WHAT IS REQUIRED - Scan the records for lines with the word "across", and copy every such line.

Collected data:
═══

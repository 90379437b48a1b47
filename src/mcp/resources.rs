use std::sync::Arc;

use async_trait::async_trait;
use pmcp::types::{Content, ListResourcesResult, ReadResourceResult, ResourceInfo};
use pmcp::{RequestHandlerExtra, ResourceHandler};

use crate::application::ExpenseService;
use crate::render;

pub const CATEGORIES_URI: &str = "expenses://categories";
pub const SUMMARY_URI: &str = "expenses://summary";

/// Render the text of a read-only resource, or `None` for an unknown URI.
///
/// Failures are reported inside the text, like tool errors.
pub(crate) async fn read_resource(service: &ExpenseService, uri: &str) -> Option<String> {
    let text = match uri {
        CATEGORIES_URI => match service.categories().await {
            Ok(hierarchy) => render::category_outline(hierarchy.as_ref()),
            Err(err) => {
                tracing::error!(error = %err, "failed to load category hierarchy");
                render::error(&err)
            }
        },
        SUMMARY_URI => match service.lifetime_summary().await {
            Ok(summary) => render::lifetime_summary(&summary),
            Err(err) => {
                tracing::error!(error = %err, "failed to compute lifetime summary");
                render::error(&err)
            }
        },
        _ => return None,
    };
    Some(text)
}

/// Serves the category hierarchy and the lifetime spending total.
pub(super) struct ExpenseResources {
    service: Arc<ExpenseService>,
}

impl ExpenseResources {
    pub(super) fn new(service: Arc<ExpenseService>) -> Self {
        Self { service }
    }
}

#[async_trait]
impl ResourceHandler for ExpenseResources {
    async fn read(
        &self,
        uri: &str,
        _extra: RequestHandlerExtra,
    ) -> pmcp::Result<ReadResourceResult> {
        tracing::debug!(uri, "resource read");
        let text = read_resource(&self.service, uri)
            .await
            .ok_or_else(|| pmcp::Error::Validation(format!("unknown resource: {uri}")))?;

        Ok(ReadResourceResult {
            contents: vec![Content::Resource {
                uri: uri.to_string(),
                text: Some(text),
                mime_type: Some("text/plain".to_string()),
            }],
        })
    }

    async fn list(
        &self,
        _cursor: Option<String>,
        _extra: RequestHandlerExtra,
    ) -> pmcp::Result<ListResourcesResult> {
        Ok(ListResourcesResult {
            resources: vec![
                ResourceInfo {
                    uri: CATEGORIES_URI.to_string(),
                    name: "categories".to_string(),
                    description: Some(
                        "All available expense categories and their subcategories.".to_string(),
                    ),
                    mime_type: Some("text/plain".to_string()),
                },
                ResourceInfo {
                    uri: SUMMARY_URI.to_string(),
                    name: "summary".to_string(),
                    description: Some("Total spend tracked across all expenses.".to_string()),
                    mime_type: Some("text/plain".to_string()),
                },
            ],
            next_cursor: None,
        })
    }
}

═══

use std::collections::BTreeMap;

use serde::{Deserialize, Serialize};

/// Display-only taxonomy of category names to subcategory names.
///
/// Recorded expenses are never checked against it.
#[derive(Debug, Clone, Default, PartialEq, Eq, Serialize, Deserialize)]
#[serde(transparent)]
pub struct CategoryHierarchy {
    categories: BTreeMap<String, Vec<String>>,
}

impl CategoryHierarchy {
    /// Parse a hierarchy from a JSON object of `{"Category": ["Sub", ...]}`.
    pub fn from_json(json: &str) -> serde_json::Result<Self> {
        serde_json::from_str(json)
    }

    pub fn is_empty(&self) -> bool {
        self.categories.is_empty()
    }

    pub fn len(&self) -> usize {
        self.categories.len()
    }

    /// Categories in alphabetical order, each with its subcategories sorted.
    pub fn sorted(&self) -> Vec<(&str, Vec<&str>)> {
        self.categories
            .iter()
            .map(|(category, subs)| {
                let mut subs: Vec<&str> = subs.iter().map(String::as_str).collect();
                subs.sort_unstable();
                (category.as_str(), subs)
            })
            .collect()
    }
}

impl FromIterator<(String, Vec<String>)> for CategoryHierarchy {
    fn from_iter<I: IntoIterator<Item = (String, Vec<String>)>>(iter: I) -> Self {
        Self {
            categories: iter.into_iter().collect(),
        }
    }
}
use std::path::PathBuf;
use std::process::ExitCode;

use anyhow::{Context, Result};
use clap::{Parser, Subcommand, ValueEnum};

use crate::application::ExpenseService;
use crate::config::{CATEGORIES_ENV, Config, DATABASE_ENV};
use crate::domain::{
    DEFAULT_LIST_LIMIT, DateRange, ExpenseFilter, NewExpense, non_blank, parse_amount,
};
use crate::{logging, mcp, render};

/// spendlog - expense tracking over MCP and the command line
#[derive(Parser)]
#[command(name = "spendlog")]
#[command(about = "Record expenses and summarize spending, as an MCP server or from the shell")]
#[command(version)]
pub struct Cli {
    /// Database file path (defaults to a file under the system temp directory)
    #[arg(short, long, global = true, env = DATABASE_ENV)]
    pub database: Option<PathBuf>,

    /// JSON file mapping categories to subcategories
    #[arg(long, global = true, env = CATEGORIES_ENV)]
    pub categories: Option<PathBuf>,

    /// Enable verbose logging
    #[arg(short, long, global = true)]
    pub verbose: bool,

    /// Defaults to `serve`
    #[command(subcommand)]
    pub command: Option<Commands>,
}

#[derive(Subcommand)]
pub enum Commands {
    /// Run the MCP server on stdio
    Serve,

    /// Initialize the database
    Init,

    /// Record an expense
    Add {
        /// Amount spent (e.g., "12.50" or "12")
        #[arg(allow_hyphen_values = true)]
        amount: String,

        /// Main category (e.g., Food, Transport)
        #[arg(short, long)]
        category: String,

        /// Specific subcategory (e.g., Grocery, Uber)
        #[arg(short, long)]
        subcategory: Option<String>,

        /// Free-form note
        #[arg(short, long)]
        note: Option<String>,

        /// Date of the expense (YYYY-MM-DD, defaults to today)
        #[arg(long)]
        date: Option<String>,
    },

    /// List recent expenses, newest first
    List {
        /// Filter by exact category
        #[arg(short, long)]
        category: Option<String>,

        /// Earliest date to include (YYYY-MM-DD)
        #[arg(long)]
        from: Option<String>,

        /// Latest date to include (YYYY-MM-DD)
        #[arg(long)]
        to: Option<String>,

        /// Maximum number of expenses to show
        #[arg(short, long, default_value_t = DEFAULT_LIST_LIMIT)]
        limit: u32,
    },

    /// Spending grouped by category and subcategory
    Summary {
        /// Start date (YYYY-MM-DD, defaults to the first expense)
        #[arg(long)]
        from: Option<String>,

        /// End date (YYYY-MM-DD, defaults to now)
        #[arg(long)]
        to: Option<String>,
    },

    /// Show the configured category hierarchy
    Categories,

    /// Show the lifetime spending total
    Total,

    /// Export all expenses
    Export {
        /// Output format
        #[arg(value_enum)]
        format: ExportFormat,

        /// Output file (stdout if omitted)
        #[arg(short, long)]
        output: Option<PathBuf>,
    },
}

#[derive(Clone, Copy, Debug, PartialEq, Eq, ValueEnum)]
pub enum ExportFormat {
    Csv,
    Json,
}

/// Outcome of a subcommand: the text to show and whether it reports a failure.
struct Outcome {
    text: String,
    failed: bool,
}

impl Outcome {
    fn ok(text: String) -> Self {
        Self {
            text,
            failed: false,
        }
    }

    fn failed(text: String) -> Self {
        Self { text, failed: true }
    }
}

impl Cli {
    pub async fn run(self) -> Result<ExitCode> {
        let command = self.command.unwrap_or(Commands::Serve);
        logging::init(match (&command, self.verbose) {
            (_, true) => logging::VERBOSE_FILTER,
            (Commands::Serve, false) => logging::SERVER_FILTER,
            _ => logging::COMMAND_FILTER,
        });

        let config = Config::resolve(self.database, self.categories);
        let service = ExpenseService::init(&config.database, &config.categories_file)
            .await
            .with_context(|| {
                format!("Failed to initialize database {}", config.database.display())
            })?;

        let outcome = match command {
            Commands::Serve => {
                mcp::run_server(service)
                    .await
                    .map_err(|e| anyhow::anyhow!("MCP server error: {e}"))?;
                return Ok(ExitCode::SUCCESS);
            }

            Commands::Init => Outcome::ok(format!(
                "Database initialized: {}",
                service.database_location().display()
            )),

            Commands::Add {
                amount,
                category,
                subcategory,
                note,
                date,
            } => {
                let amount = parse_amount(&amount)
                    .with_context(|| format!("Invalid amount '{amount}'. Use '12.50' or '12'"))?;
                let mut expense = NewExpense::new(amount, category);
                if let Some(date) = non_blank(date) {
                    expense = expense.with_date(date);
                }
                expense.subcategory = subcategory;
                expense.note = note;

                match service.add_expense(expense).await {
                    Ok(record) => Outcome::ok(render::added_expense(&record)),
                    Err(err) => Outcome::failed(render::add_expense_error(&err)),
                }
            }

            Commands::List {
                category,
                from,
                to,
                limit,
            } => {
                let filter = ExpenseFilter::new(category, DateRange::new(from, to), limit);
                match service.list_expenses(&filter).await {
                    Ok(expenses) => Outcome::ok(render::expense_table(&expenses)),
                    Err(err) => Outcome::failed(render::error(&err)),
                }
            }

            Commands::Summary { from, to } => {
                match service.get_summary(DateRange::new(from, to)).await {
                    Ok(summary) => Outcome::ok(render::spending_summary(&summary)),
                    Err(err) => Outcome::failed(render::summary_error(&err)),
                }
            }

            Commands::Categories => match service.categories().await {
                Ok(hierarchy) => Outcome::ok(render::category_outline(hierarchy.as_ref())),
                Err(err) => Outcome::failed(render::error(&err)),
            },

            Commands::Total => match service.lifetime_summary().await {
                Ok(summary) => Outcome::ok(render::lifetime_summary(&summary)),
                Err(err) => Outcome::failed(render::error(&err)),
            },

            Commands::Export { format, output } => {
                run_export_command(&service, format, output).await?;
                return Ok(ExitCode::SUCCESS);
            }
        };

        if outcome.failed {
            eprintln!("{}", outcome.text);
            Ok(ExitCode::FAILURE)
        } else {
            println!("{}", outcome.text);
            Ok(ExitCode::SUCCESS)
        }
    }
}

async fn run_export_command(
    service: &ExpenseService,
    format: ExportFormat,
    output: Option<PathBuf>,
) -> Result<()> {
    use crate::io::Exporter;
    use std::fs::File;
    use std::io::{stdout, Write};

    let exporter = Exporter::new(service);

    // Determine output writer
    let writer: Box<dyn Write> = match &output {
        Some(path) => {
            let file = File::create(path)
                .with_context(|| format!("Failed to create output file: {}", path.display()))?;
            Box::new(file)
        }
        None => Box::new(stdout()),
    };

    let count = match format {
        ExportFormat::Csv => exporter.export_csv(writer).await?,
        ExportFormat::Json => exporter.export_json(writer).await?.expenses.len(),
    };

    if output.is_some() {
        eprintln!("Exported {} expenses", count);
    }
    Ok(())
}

═══

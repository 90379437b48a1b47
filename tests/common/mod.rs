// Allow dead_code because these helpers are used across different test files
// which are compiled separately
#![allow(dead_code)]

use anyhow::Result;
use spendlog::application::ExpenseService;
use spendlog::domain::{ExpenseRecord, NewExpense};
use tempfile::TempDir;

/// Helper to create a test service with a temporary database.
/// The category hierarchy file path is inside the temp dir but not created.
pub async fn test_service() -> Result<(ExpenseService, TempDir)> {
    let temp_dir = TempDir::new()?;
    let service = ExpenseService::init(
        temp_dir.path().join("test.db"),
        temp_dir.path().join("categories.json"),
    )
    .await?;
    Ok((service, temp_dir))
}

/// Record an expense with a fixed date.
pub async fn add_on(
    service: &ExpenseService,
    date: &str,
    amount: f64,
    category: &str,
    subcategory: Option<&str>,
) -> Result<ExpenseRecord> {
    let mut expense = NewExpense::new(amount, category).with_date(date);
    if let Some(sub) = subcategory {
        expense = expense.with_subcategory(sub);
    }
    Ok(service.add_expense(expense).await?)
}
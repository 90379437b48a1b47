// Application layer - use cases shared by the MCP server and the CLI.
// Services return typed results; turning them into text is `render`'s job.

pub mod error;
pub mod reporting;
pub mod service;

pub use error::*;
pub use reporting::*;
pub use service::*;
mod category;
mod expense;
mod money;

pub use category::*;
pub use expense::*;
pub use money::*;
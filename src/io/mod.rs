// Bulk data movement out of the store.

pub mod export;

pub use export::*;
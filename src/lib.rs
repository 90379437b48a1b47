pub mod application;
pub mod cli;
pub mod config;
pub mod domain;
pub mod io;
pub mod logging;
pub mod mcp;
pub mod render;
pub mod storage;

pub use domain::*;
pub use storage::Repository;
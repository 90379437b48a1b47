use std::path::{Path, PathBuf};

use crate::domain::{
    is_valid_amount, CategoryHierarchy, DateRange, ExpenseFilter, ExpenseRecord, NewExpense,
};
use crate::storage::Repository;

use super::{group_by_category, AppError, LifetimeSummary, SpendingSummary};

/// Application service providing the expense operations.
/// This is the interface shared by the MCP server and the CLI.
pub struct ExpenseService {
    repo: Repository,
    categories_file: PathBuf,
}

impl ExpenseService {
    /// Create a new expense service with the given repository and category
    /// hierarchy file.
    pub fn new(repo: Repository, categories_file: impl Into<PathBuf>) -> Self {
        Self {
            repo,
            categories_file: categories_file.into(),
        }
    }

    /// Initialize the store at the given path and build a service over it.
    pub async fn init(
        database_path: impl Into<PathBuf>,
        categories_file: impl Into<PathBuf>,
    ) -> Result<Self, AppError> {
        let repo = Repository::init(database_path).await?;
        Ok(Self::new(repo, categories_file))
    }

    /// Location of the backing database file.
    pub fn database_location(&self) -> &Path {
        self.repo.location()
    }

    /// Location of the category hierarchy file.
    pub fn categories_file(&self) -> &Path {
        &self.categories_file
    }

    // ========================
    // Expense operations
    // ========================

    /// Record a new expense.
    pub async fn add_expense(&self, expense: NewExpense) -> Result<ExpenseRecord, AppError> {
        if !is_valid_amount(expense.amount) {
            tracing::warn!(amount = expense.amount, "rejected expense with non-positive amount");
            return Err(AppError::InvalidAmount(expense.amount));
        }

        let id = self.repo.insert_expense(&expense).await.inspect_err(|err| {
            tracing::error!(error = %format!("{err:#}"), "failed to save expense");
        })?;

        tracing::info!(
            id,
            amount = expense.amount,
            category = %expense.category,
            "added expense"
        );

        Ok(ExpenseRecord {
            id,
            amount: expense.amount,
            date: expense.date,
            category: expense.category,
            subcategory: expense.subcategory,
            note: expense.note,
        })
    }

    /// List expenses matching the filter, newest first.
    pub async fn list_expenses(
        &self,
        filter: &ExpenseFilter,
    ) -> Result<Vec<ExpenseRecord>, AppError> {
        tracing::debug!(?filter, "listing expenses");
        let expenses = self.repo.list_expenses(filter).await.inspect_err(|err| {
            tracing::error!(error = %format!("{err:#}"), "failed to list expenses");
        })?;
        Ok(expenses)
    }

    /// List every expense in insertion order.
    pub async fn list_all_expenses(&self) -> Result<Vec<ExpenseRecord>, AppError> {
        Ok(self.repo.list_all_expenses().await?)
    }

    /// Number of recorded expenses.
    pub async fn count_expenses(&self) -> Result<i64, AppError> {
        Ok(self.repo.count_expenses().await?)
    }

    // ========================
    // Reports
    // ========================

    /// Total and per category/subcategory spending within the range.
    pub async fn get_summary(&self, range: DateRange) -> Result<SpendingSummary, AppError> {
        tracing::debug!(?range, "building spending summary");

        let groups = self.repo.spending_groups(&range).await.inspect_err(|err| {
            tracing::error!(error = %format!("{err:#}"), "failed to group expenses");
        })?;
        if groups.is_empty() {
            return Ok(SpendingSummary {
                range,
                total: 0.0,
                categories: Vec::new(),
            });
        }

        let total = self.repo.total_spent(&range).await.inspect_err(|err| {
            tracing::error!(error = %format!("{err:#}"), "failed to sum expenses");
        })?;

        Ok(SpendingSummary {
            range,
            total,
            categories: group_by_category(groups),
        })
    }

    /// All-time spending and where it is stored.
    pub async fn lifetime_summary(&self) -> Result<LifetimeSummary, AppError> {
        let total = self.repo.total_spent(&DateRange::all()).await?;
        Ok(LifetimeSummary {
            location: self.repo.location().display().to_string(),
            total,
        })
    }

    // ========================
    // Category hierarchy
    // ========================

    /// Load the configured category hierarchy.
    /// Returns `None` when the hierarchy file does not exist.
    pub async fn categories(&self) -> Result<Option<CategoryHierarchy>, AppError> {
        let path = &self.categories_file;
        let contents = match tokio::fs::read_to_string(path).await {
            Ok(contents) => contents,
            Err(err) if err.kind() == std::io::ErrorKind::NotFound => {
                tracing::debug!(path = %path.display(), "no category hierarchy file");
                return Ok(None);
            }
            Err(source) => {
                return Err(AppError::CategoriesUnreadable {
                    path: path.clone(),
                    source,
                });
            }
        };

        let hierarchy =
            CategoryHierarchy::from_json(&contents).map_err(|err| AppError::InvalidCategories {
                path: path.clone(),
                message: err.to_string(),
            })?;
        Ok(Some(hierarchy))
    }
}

═══

YOUR SOLUTION -
                    description: Some("Total spend tracked across all expenses.".to_string()),
// Allow dead_code because these helpers are used across different test files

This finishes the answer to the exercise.